Saved entries:
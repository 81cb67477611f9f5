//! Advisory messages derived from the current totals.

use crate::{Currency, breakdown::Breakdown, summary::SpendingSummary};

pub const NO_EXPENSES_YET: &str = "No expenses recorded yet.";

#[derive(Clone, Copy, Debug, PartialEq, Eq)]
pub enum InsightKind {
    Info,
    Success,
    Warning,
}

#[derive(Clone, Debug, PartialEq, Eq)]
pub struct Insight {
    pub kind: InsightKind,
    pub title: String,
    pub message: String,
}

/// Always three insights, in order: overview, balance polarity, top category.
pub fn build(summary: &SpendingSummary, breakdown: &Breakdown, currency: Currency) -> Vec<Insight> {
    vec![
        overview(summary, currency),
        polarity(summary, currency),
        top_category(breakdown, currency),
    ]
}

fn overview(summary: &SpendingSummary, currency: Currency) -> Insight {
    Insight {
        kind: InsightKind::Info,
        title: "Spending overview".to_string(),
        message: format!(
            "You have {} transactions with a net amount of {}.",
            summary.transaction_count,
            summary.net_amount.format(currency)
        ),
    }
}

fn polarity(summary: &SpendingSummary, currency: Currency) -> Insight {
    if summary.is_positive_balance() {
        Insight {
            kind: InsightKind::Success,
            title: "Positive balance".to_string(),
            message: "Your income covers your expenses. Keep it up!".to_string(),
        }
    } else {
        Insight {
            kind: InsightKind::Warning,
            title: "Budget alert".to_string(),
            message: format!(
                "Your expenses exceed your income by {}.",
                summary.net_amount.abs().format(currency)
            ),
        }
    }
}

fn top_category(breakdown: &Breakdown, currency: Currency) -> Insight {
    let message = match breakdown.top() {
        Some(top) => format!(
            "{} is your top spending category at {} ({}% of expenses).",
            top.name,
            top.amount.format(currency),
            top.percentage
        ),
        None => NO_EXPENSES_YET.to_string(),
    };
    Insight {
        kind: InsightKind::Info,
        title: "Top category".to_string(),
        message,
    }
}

What this task involves: Return all of the data above, keeping every line exactly as it appears.

Written solution:
repository 81cb67477611f9f5
//! Advisory messages derived from the current totals.

use crate::{Currency, breakdown::Breakdown, summary::SpendingSummary};

pub const NO_EXPENSES_YET: &str = "No expenses recorded yet.";

#[derive(Clone, Copy, Debug, PartialEq, Eq)]
pub enum InsightKind {
    Info,
    Success,
    Warning,
}

#[derive(Clone, Debug, PartialEq, Eq)]
pub struct Insight {
    pub kind: InsightKind,
    pub title: String,
    pub message: String,
}

/// Always three insights, in order: overview, balance polarity, top category.
pub fn build(summary: &SpendingSummary, breakdown: &Breakdown, currency: Currency) -> Vec<Insight> {
    vec![
        overview(summary, currency),
        polarity(summary, currency),
        top_category(breakdown, currency),
    ]
}

fn overview(summary: &SpendingSummary, currency: Currency) -> Insight {
    Insight {
        kind: InsightKind::Info,
        title: "Spending overview".to_string(),
        message: format!(
            "You have {} transactions with a net amount of {}.",
            summary.transaction_count,
            summary.net_amount.format(currency)
        ),
    }
}

fn polarity(summary: &SpendingSummary, currency: Currency) -> Insight {
    if summary.is_positive_balance() {
        Insight {
            kind: InsightKind::Success,
            title: "Positive balance".to_string(),
            message: "Your income covers your expenses. Keep it up!".to_string(),
        }
    } else {
        Insight {
            kind: InsightKind::Warning,
            title: "Budget alert".to_string(),
            message: format!(
                "Your expenses exceed your income by {}.",
                summary.net_amount.abs().format(currency)
            ),
        }
    }
}

fn top_category(breakdown: &Breakdown, currency: Currency) -> Insight {
    let message = match breakdown.top() {
        Some(top) => format!(
            "{} is your top spending category at {} ({}% of expenses).",
            top.name,
            top.amount.format(currency),
            top.percentage
        ),
        None => NO_EXPENSES_YET.to_string(),
    };
    Insight {
        kind: InsightKind::Info,
        title: "Top category".to_string(),
        message,
    }
}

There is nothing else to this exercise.